What you have to do: A word-for-word copy of the entries below is required.

BEGIN The data

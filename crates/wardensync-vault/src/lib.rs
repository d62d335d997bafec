//! Vault membership provider
//!
//! REST client for Bitwarden-compatible servers (Vaultwarden). One client is
//! bound to one personal API key and caches its bearer token.

mod client;
mod error;
mod models;

pub use client::{HttpVaultConnector, VaultClient};
pub use error::{VaultError, VaultResult};
pub use models::{InviteRequest, MemberDto, OrganizationDto, ProfileDto, TokenResponse};

/// Device name announced when requesting a token
pub const DEVICE_NAME: &str = "wardensync";

/// Bitwarden device type code for SDK clients
pub const DEVICE_TYPE: &str = "21";

/// A cached token is refreshed this many seconds before it expires
pub const TOKEN_REFRESH_MARGIN_SECS: u64 = 30;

END The data

Solution for this exercise:
filename crates/wardensync-vault/src/lib.rs
repository d62d335d997bafec
//! Vault membership provider
//!
//! REST client for Bitwarden-compatible servers (Vaultwarden). One client is
//! bound to one personal API key and caches its bearer token.

mod client;
mod error;
mod models;

pub use client::{HttpVaultConnector, VaultClient};
pub use error::{VaultError, VaultResult};
pub use models::{InviteRequest, MemberDto, OrganizationDto, ProfileDto, TokenResponse};

/// Device name announced when requesting a token
pub const DEVICE_NAME: &str = "wardensync";

/// Bitwarden device type code for SDK clients
pub const DEVICE_TYPE: &str = "21";

/// A cached token is refreshed this many seconds before it expires
pub const TOKEN_REFRESH_MARGIN_SECS: u64 = 30;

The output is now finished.